Dal monte della moltiplicazione, l’intagliatore delle formelle salernitane ci porta nel Cenacolo, luogo d’inizio e di ritrovo della Chiesa nascente. La scena dell’ultima cena, posta nella parte inferiore della tavoletta, è particolarmente significativa. Prima di tutto è bene comprendere a quali brani l’autore attinge per la rappresentazione. In un primo momento sembra di guardare ad una delle tante rappresentazioni dell’Istituzione dell’Eucarestia, ma in verità la scena allude ad un altro momento o meglio ancora ad altri due eventi accaduti durante la cena: l’indicazione del traditore e la lavanda dei piedi (cf. Mt 26, 20-25; Mc 14, 17-21; Lc 22, 21-23; Gv 13, 1-30). L’unione dei due episodi è comune all’iconografia bizantina, romanica e gotica, per il significato, che ad essi fu dato: come infatti la lavanda dei piedi fu preludio alla cena, così il sacramento della Penitenza, simboleggiato dalla lavanda, è preludio alla Comunione.

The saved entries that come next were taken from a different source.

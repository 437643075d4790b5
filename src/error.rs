use std::fmt;

use crate::sink::SinkError;

/// Errors that can occur in the transport policy crate.
#[derive(Debug)]
pub enum Error {
    /// The rule registry or policy configuration could not be loaded
    Config(ConfigError),
    /// A request broke the transport policy
    Violation(Violation),
    /// The audit sink rejected a redacted record
    Sink(SinkError),
}

impl fmt::Display for Error {
    fn fmt(&self, f: &mut fmt::Formatter<'_>) -> fmt::Result {
        match self {
            Error::Config(e) => write!(f, "Configuration error: {}", e),
            Error::Violation(v) => write!(f, "Policy violation: {}", v),
            Error::Sink(e) => write!(f, "Audit sink failure: {}", e),
        }
    }
}

impl std::error::Error for Error {
    fn source(&self) -> Option<&(dyn std::error::Error + 'static)> {
        match self {
            Error::Config(e) => Some(e),
            Error::Violation(v) => Some(v),
            Error::Sink(e) => Some(e),
        }
    }
}

impl From<ConfigError> for Error {
    fn from(e: ConfigError) -> Self {
        Error::Config(e)
    }
}

impl From<Violation> for Error {
    fn from(v: Violation) -> Self {
        Error::Violation(v)
    }
}

impl From<SinkError> for Error {
    fn from(e: SinkError) -> Self {
        Error::Sink(e)
    }
}

/// A fatal problem with the sensitive-field registry or policy settings.
///
/// Configuration errors are raised while loading, before any request is
/// evaluated. A process that gets one of these must not start serving.
#[derive(Debug, Clone, PartialEq, Eq)]
pub enum ConfigError {
    /// The configuration file could not be read
    Io {
        /// Path that failed to load
        path: String,
        /// Underlying I/O message
        message: String,
    },
    /// The configuration document is not valid YAML/JSON for this schema
    Parse(String),
    /// The configuration file extension is neither YAML nor JSON
    UnsupportedFormat(String),
    /// No rules were configured
    MissingRegistry,
    /// A single rule could not be compiled
    InvalidRule {
        /// Zero-based position of the rule in the registry
        index: usize,
        /// What was wrong with it
        reason: String,
    },
    /// The redaction mask is empty
    InvalidMask,
}

impl fmt::Display for ConfigError {
    fn fmt(&self, f: &mut fmt::Formatter<'_>) -> fmt::Result {
        match self {
            ConfigError::Io { path, message } => write!(f, "cannot read '{}': {}", path, message),
            ConfigError::Parse(msg) => write!(f, "malformed policy configuration: {}", msg),
            ConfigError::UnsupportedFormat(path) => {
                write!(f, "'{}' is not a .yaml, .yml or .json file", path)
            }
            ConfigError::MissingRegistry => {
                write!(f, "no sensitive field rules configured")
            }
            ConfigError::InvalidRule { index, reason } => {
                write!(f, "rule #{} is invalid: {}", index, reason)
            }
            ConfigError::InvalidMask => write!(f, "redaction mask must not be empty"),
        }
    }
}

impl std::error::Error for ConfigError {}

/// A policy violation with details about what failed.
///
/// Violations are ordinary values: handlers turn them into HTTP error
/// responses with [`Violation::status_code`].
#[derive(Debug, Clone, PartialEq, Eq)]
pub struct Violation {
    /// The kind of violation that occurred
    pub kind: ViolationKind,
    /// Human-readable message explaining the violation
    pub message: String,
}

impl Violation {
    /// Creates a new violation.
    pub fn new(kind: ViolationKind, message: impl Into<String>) -> Self {
        Self {
            kind,
            message: message.into(),
        }
    }

    /// HTTP status a handler should answer with.
    pub fn status_code(&self) -> u16 {
        self.kind.status_code()
    }
}

impl fmt::Display for Violation {
    fn fmt(&self, f: &mut fmt::Formatter<'_>) -> fmt::Result {
        write!(f, "{}: {}", self.kind, self.message)
    }
}

impl std::error::Error for Violation {}

/// The kind of policy violation.
#[derive(Debug, Clone, PartialEq, Eq)]
pub enum ViolationKind {
    /// Sensitive fields were sent in the URL query string
    SensitiveQueryField {
        /// Offending field names, sorted
        fields: Vec<String>,
        /// Whether any of them is a credential or token
        credential: bool,
    },
    /// The HTTP method is not acceptable for this operation
    UnsafeMethod {
        /// The method that was used
        method: String,
    },
    /// The request did not arrive over HTTPS
    InsecureTransport {
        /// Where the client should retry, if known
        redirect: Option<String>,
    },
    /// The request body could not be understood
    MalformedBody,
    /// The body was sent with a media type the endpoint does not accept
    UnsupportedMediaType,
    /// A required credential was not supplied
    MissingCredentials,
    /// A credential was supplied in the wrong form or did not match
    InvalidCredentials,
}

impl ViolationKind {
    /// HTTP status for this kind of violation.
    pub fn status_code(&self) -> u16 {
        match self {
            ViolationKind::SensitiveQueryField { credential: true, .. } => 401,
            ViolationKind::SensitiveQueryField { .. } => 400,
            ViolationKind::UnsafeMethod { .. } => 405,
            ViolationKind::InsecureTransport { .. } => 301,
            ViolationKind::MalformedBody => 400,
            ViolationKind::UnsupportedMediaType => 415,
            ViolationKind::MissingCredentials | ViolationKind::InvalidCredentials => 401,
        }
    }
}

impl fmt::Display for ViolationKind {
    fn fmt(&self, f: &mut fmt::Formatter<'_>) -> fmt::Result {
        match self {
            ViolationKind::SensitiveQueryField { fields, .. } => {
                write!(f, "Sensitive query fields [{}]", fields.join(", "))
            }
            ViolationKind::UnsafeMethod { method } => write!(f, "Unsafe method '{}'", method),
            ViolationKind::InsecureTransport { .. } => write!(f, "Insecure transport"),
            ViolationKind::MalformedBody => write!(f, "Malformed body"),
            ViolationKind::UnsupportedMediaType => write!(f, "Unsupported media type"),
            ViolationKind::MissingCredentials => write!(f, "Missing credentials"),
            ViolationKind::InvalidCredentials => write!(f, "Invalid credentials"),
        }
    }
}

Stando alla rappresentazione e osservando attentamente alcuni particolari si può riconoscere la molteplice ispirazione dell’autore; mentre per la scena superiore, dove è inciso il momento in cui Cristo indica il traditore, segue la narrazione sinottica, per la rappresentazione della lavanda dei piedi si fa uso dell’unico racconto riportato da Giovanni. 

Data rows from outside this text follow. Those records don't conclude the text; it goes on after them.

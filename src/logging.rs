use crate::audit::{AuditRecord, RedactedRecord};
use crate::classifier::FieldClassifier;
use crate::error::ConfigError;
use crate::sink::{AuditSink, SinkError};

/// Placeholder written in place of every sensitive value.
pub const DEFAULT_MASK: &str = "***";

/// Masks sensitive fields of an audit record, then forwards it to a sink.
///
/// The mask is a constant; it never depends on the value it replaces, so no
/// prefix, length or other fragment of a secret reaches the log.
///
/// `RedactingLogger` holds no per-request state. Share one instance (behind
/// `Arc` if needed) across all handlers.
///
/// # Examples
///
/// ```
/// use transport_policy::{AuditRecord, MemorySink, RedactingLogger, RuleRegistry};
///
/// let logger = RedactingLogger::new(RuleRegistry::builtin(), MemorySink::new());
///
/// logger
///     .emit(AuditRecord::new().with("username", "admin").with("password", "secret123"))
///     .unwrap();
///
/// let sent = &logger.sink().records()[0];
/// assert_eq!(sent.get("username"), Some("admin"));
/// assert_eq!(sent.get("password"), Some("***"));
/// ```
#[derive(Debug)]
pub struct RedactingLogger<S> {
    classifier: FieldClassifier,
    sink: S,
    mask: String,
}

impl<S: AuditSink> RedactingLogger<S> {
    /// Creates a logger using [`DEFAULT_MASK`].
    pub fn new(classifier: impl Into<FieldClassifier>, sink: S) -> Self {
        Self {
            classifier: classifier.into(),
            sink,
            mask: DEFAULT_MASK.to_string(),
        }
    }

    /// Replaces the mask token.
    ///
    /// # Errors
    ///
    /// Returns `ConfigError::InvalidMask` if `mask` is empty.
    pub fn with_mask(mut self, mask: impl Into<String>) -> Result<Self, ConfigError> {
        let mask = mask.into();
        if mask.is_empty() {
            return Err(ConfigError::InvalidMask);
        }
        self.mask = mask;
        Ok(self)
    }

    /// Returns the mask token.
    pub fn mask(&self) -> &str {
        &self.mask
    }

    /// Returns the wrapped sink.
    pub fn sink(&self) -> &S {
        &self.sink
    }

    /// Consumes the logger and returns its sink.
    pub fn into_sink(self) -> S {
        self.sink
    }

    /// Masks every sensitive field of `record` without writing it anywhere.
    ///
    /// All keys are judged against a single registry snapshot. Applying this
    /// to an already redacted record yields the same record.
    pub fn redact(&self, mut record: AuditRecord) -> RedactedRecord {
        let registry = self.classifier.snapshot();
        for (key, value) in record.values_mut() {
            if registry.classify(key).is_some() {
                value.clear();
                value.push_str(&self.mask);
            }
        }
        RedactedRecord::new_unchecked(record.into_fields())
    }

    /// Redacts `record` and writes it to the sink exactly once.
    ///
    /// # Errors
    ///
    /// Propagates the sink's `SinkError`. Redaction has already happened by
    /// then and nothing is retried, so a failure never leaks raw values.
    pub fn emit(&self, record: AuditRecord) -> Result<(), SinkError> {
        let redacted = self.redact(record);
        self.sink.write(&redacted).inspect_err(|e| {
            tracing::error!(error = %e, fields = redacted.len(), "audit sink rejected record");
        })
    }
}

/// Sink that emits each record as a `tracing` event at INFO level.
///
/// The record is attached as a JSON string in the `audit` field, under the
/// `audit` target, so subscribers can route it separately.
#[derive(Debug, Clone, Copy, Default)]
pub struct TracingSink;

impl TracingSink {
    /// Creates a tracing sink.
    pub fn new() -> Self {
        Self
    }
}

impl AuditSink for TracingSink {
    fn write(&self, record: &RedactedRecord) -> Result<(), SinkError> {
        tracing::info!(target: "audit", audit = %record.to_json(), "audit record");
        Ok(())
    }
}

#[cfg(test)]
mod tests {
    use super::*;
    use crate::registry::RuleRegistry;
    use crate::sink::{MemorySink, SinkErrorKind};
    use std::cell::Cell;

    fn logger() -> RedactingLogger<MemorySink> {
        RedactingLogger::new(RuleRegistry::builtin(), MemorySink::new())
    }

    struct DownSink {
        calls: Cell<usize>,
    }

    impl AuditSink for DownSink {
        fn write(&self, _record: &RedactedRecord) -> Result<(), SinkError> {
            self.calls.set(self.calls.get() + 1);
            Err(SinkError::new(SinkErrorKind::Unavailable))
        }
    }

    #[test]
    fn sensitive_values_are_masked() {
        let logger = logger();
        logger
            .emit(
                AuditRecord::new()
                    .with("username", "admin")
                    .with("password", "secret123"),
            )
            .unwrap();

        let records = logger.sink().records();
        assert_eq!(records.len(), 1);
        assert_eq!(records[0].get("username"), Some("admin"));
        assert_eq!(records[0].get("password"), Some("***"));
    }

    #[test]
    fn mask_never_reveals_a_prefix() {
        let logger = logger();
        let token = "eyJhbGciOiJIUzI1NiIsInR5cCI6IkpXVCJ9";
        let redacted = logger.redact(AuditRecord::new().with("token", token));

        let value = redacted.get("token").unwrap();
        assert_eq!(value, "***");
        assert!(!token.starts_with(value));
    }

    #[test]
    fn redaction_is_idempotent() {
        let logger = logger();
        let once = logger.redact(
            AuditRecord::new()
                .with("ssn", "123-45-6789")
                .with("event", "update"),
        );
        let twice = logger.redact(once.clone().into_record());
        assert_eq!(once, twice);
    }

    #[test]
    fn custom_mask() {
        let logger = logger().with_mask("[MASKED]").unwrap();
        assert_eq!(logger.mask(), "[MASKED]");
        let redacted = logger.redact(AuditRecord::new().with("apiKey", "k"));
        assert_eq!(redacted.get("apiKey"), Some("[MASKED]"));
    }

    #[test]
    fn empty_mask_is_rejected() {
        let err = logger().with_mask("").unwrap_err();
        assert_eq!(err, ConfigError::InvalidMask);
    }

    #[test]
    fn sink_failure_is_propagated_once() {
        let logger = RedactingLogger::new(
            RuleRegistry::builtin(),
            DownSink {
                calls: Cell::new(0),
            },
        );

        let err = logger
            .emit(AuditRecord::new().with("password", "hunter2"))
            .unwrap_err();

        assert_eq!(err.kind(), SinkErrorKind::Unavailable);
        assert_eq!(logger.sink().calls.get(), 1);
    }

    #[test]
    fn tracing_sink_accepts_records() {
        let logger = RedactingLogger::new(RuleRegistry::builtin(), TracingSink::new());
        assert!(logger
            .emit(AuditRecord::new().with("phone", "010-1234-5678"))
            .is_ok());
    }
}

       La lavanda dei piedi

Seguendo la narrazione giovannea (Gv 13, 1-11), la rappresentazione della lavanda dei piedi si pone in continuità con quella tradizione iconografica che ne sottolineava i caratteri fondamentali in modo semplice e chiaro. L’arte bizantina ha sempre raffigurato l’episodio in diversi modi; qualche volta si vede Gesù che lava un piede a Pietro o che l’asciuga o, come nel caso di Salerno, che è modellato in un atteggiamento chino, mentre benedice e guarda l’Apostolo. Pietro, con le gambe nude e con il piede destro posto nel raffinato catino, è il primo delle sette figure colte mentre slacciano i calzari. L’interessante posizione dell’Apostolo rende la scena dinamica e suggestiva; Pietro, fissando il Maestro, è figurato mentre porta la mano destra alla testa, chiaro riferimento alle parole: «Signore non solo i miei piedi, ma anche le mani e il capo!» (Gv 13, 9).

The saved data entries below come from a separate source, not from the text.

//! Extraction boundary between web frameworks and the transport policy.

use crate::field::RequestField;

/// What the guard needs to know about a request.
///
/// Framework integrations implement this for their own request type (or
/// convert into [`IntakeRequest`](super::IntakeRequest), which already
/// implements it). Implementations must tag every field with the location
/// it actually arrived in; the guard trusts that tagging.
///
/// # Examples
///
/// ```
/// use transport_policy::web::RequestSource;
/// use transport_policy::{FieldLocation, OperationKind, RequestField, RuleRegistry, TransportPolicyGuard};
///
/// struct MyFrameworkRequest {
///     query: Vec<(String, String)>,
/// }
///
/// impl RequestSource for MyFrameworkRequest {
///     fn request_id(&self) -> &str {
///         "req-1"
///     }
///     fn method(&self) -> &str {
///         "GET"
///     }
///     fn fields(&self) -> Vec<RequestField> {
///         self.query
///             .iter()
///             .map(|(k, v)| RequestField::new(k.as_str(), FieldLocation::QueryString, v.as_str()))
///             .collect()
///     }
///     fn is_secure(&self) -> bool {
///         true
///     }
/// }
///
/// let guard = TransportPolicyGuard::new(RuleRegistry::builtin());
/// let req = MyFrameworkRequest {
///     query: vec![("token".to_string(), "abc".to_string())],
/// };
/// assert!(!guard.evaluate_request(OperationKind::Read, &req).allowed);
/// ```
pub trait RequestSource {
    /// Identifier used to correlate log lines.
    fn request_id(&self) -> &str;

    /// HTTP method as received.
    fn method(&self) -> &str;

    /// Every field of the request, tagged with its location.
    fn fields(&self) -> Vec<RequestField>;

    /// Whether the request arrived over HTTPS, directly or via a proxy.
    fn is_secure(&self) -> bool;

    /// HTTPS URL to redirect an insecure request to, if it can be built.
    fn https_location(&self) -> Option<String> {
        None
    }
}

Altri due particolari da sottolineare sono la veste e il grembiule: la prima è posta sopra il cubo posizionato nell’angolo sinistro (Gv 13, 4), il secondo stringe i fianchi del Maestro. Il grembiule, insieme al catino, si distinguono per la loro realizzazione; questo non solo come scelta estetica ma soprattutto come fatto simbolico in quanto vanno a marcare l’insegnamento di Gesù (cf. Gv 13, 12-17). Con queste parole di Gesù – il rito della lavanda dei piedi – entra all’interno dei fatti accaduti in quel “Giovedì Santo” ricordati nella Tradizione viva della Chiesa, i cui pilastri teologici e dottrinali sono due: l’istituzione dell’Eucaristia e l’istituzione del Sacerdozio.

La cura di alcuni elementi, oltre ad esprime la fede dell’artista, comunica il significato profondo della lavanda: Gesù, con la lavanda dei piedi, ha voluto rappresentare simbolicamente la sua donazione sacrificale per la salvezza dell’umanità nell’umiliazione della morte in croce, insita in un potere straordinario e divino ora trasmesso agli Apostoli nell’ultima cena con l’Istituzione del sacerdozio e dell’Eucarestia.

L’indicazione del traditore

Partendo dal lato sinistro, in alto, si riconosce Gesù, segnato dall’aureola crociata e con in mano il rotolo delle Scritture, sdraiato insieme agli Apostoli intorno alla tavola. Quest’ultima, coperta da una lunga tovaglia che funge da separazione dalla scena sottostante, è apparecchiata in modo essenziale con dodici pani e un vassoio con un pesce.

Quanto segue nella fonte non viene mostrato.